No tengo palabras para el día de hoy, pero lo voy a intentar porque se lo merece.
Los días previos a mi cumpleaños siempre me han parecido mejor que el día en sí.
Todos los años me dedicaba a dar el coñazo a todos repitiendo una y otra vez lo poco que faltaba para mi cumple. Era para comprobar cuanta gente se acordaba y porque mi cumpleaños creo que es el día más feliz del año para mí.
Después llegaba el día, y no se lo decía a nadie, para no sentir que ponía a la gente en el compromiso de felicitarme.
Este año ha sido totalmente al revés.
Debo reconocer que estos últimos días han sido bastante malos. Mi campaña pre-cumpleaños no ha sido muy buena. No sabía con quién hablarlo, ya que sospechaba que había algo detrás de todo y no caía qué era. Fíjate hasta donde llega mi desconfianza y mi egoncetrismo.
Jamás se habían tomado tantas molestias para organizarme una sorpresa tan grande, tan bien pensada y organizada.
Luego tendré un debate conmigo misma de si en realidad me merecía la sorpresa o no.

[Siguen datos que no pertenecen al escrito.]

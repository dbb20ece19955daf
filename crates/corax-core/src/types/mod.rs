//! # Types
//!
//! Platform-agnostic types used throughout the stack core.
//!
//! These types abstract away target-specific details, allowing the rest of
//! the crate to work with concepts like "memory address" and "thread id"
//! without knowing whether the target is a live agent or a core dump.

pub mod address;
pub mod thread;

// Re-export all public types
pub use address::Address;
pub use thread::ThreadId;
//! Frame abstraction.
//!
//! A logical stack entry is either *physical* (a real function call with its
//! own register state) or *inline* (a compiler-inlined call reconstructed
//! purely from symbol data). Physical frames are produced by the
//! [`StackDelegate`](crate::delegate::StackDelegate) factory — that is where
//! live-agent vs core-dump backing is decided, exactly once, at construction.
//! Inline frames are synthesized by the [`Stack`](crate::stack::Stack) itself
//! and have no register state of their own: every register or memory
//! operation delegates to the physical frame they wrap.
//!
//! Consumers see both through [`FrameView`](crate::stack::FrameView), which
//! never fails: data a frame does not have yet (a base pointer pending a
//! register fetch, a file/line the symbolizer could not resolve) is an empty
//! `Option`, not an error.

use std::rc::Rc;

use crate::symbols::Location;
use crate::types::Address;

/// Callback type for the asynchronous base-pointer fetch.
pub type BasePointerCallback = Box<dyn FnOnce(Option<Address>)>;

/// Read access to symbol-level target data for one frame.
///
/// Expression evaluation resolves variables against this capability. For a
/// live target it reads registers and memory over the wire; for a core dump
/// it reads the captured images. The stack core only routes it: inline
/// frames hand out their physical frame's provider unchanged.
pub trait SymbolDataProvider
{
    /// Value of a named register in this frame's context, if known.
    fn register_value(&self, name: &str) -> Option<u64>;

    /// Read `len` bytes of target memory at `address`, if accessible.
    fn read_memory(&self, address: Address, len: usize) -> Option<Vec<u8>>;
}

/// One real (non-inlined) stack frame.
///
/// Implementations are constructed by
/// [`StackDelegate::make_frame`](crate::delegate::StackDelegate::make_frame)
/// and owned exclusively by the [`Stack`](crate::stack::Stack); they are
/// dropped en masse on the next rebuild. None of these operations fail —
/// absent data is an empty `Option`.
pub trait PhysicalFrame
{
    /// Instruction pointer of this frame.
    fn address(&self) -> Address;

    /// Symbolized location, as computed during stack reconstruction.
    fn location(&self) -> &Location;

    /// Stack pointer at the time of the unwind.
    fn stack_pointer(&self) -> Address;

    /// Base pointer, if it was part of the raw unwind or already fetched.
    fn base_pointer(&self) -> Option<Address>;

    /// Fetch the base pointer, completing on the task queue.
    ///
    /// Completes with `None` when the register is genuinely unavailable
    /// (stripped frame, dead agent). Implementations must not invoke the
    /// callback inline.
    fn fetch_base_pointer(&self, callback: BasePointerCallback);

    /// Capability for reading registers and memory in this frame's context.
    fn symbol_data_provider(&self) -> Rc<dyn SymbolDataProvider>;
}

/// A compiler-inlined call, synthesized during stack reconstruction.
///
/// Stores only what distinguishes it from its physical frame: its own
/// [`Location`]. The back-reference to the physical frame is a position
/// index into the owning stack's frame storage, so rebuilding the stack
/// invalidates every inline frame together with everything else — there is
/// no individually dangling pointer to worry about.
#[derive(Debug)]
pub struct InlineFrame
{
    pub(crate) physical_index: usize,
    pub(crate) location: Location,
}

impl InlineFrame
{
    pub(crate) fn new(physical_index: usize, location: Location) -> Self
    {
        Self {
            physical_index,
            location,
        }
    }

    /// Source location of the inlined call.
    pub fn location(&self) -> &Location
    {
        &self.location
    }
}

/// Everything expression evaluation needs from one frame.
///
/// A plain value pair: the frame's location (which differs between an inline
/// frame and its physical frame) and the data provider (which is shared,
/// because an inline frame has no register state of its own).
pub struct FrameEvalContext
{
    location: Location,
    provider: Rc<dyn SymbolDataProvider>,
}

impl FrameEvalContext
{
    pub(crate) fn new(location: Location, provider: Rc<dyn SymbolDataProvider>) -> Self
    {
        Self { location, provider }
    }

    /// Location the evaluation is scoped to.
    pub fn location(&self) -> &Location
    {
        &self.location
    }

    /// Data provider for register and memory reads.
    pub fn data_provider(&self) -> &Rc<dyn SymbolDataProvider>
    {
        &self.provider
    }
}
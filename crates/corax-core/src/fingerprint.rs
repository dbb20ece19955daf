//! Durable frame identity.
//!
//! Frame objects die whenever their [`Stack`](crate::stack::Stack) is rebuilt,
//! which happens on every resume and on every full-unwind fetch. Commands like
//! "finish" and "step out" need to know, possibly much later, whether the frame
//! they were started from still exists or has been returned past. A
//! [`FrameFingerprint`] captures just enough to answer that without keeping any
//! frame alive: the stack pointer that bounds the frame from the older side,
//! plus how deep inside an inline chain the frame sits.

use std::cmp::Ordering;

use crate::types::Address;

/// Which way the stack grows on the target architecture.
///
/// Fingerprint ordering needs to know which of two stack pointers is *older*.
/// On almost every common target the stack grows down (older frames have
/// larger stack pointers), but the direction is a property of the target, so
/// it is an explicit parameter of every comparison rather than a baked-in
/// assumption.
#[derive(Debug, Clone, Copy, PartialEq, Eq, Default)]
pub enum StackGrowth
{
    /// Stack grows toward lower addresses; larger stack pointer = older frame.
    #[default]
    Descending,
    /// Stack grows toward higher addresses; smaller stack pointer = older frame.
    Ascending,
}

/// Identity of one logical frame, valid across stack rebuilds.
///
/// The stack pointer recorded here is *not* the frame's own: it is the stack
/// pointer of the physical frame one step older (see
/// [`Stack::frame_fingerprint`](crate::stack::Stack::frame_fingerprint)),
/// which bounds everything the frame and its callees pushed. Two fingerprints
/// captured from different generations of the same logical frame compare
/// equal; a frame that has been returned past compares newer than the
/// fingerprint of the frame that replaced it.
#[derive(Debug, Clone, Copy, PartialEq, Eq, Hash)]
pub struct FrameFingerprint
{
    stack_pointer: Address,
    inline_depth: usize,
}

impl FrameFingerprint
{
    /// Construct from a bounding stack pointer and inline nesting depth.
    pub const fn new(stack_pointer: Address, inline_depth: usize) -> Self
    {
        Self {
            stack_pointer,
            inline_depth,
        }
    }

    /// Bounding stack pointer component.
    pub const fn stack_pointer(&self) -> Address
    {
        self.stack_pointer
    }

    /// Inline nesting depth component (0 = the physical frame itself).
    pub const fn inline_depth(&self) -> usize
    {
        self.inline_depth
    }

    /// Total age order. `Ordering::Less` means `self` is newer than `other`.
    ///
    /// Stack pointers compare first, in the older direction given by
    /// `growth`. With equal stack pointers the frames belong to the same
    /// physical frame and the deeper inline nesting is the newer call.
    pub fn compare_age(&self, other: &FrameFingerprint, growth: StackGrowth) -> Ordering
    {
        let by_stack_pointer = match growth {
            StackGrowth::Descending => self.stack_pointer.cmp(&other.stack_pointer),
            StackGrowth::Ascending => other.stack_pointer.cmp(&self.stack_pointer),
        };
        by_stack_pointer.then(other.inline_depth.cmp(&self.inline_depth))
    }

    /// Whether `self` identifies a strictly newer frame than `other`.
    pub fn is_newer_than(&self, other: &FrameFingerprint, growth: StackGrowth) -> bool
    {
        self.compare_age(other, growth) == Ordering::Less
    }

    /// Whether `self` identifies a strictly older frame than `other`.
    pub fn is_older_than(&self, other: &FrameFingerprint, growth: StackGrowth) -> bool
    {
        self.compare_age(other, growth) == Ordering::Greater
    }
}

El caso es que difícilmente podré olvidar lo de hoy, lo mal que disimulan algunos y los buenos actores que son otros. Los regalos, justamente del tipo de regalos que me gustan.
El haber estado UNA HORA esperando un autobús que no iba a llegar.
Y bueno...ya que estoy siendo sincera...el haberlo pasado con la gente que realmente me importa.
Y me siento un poquillo mal por haber desconfiado de ellos, no lo puedo remediar.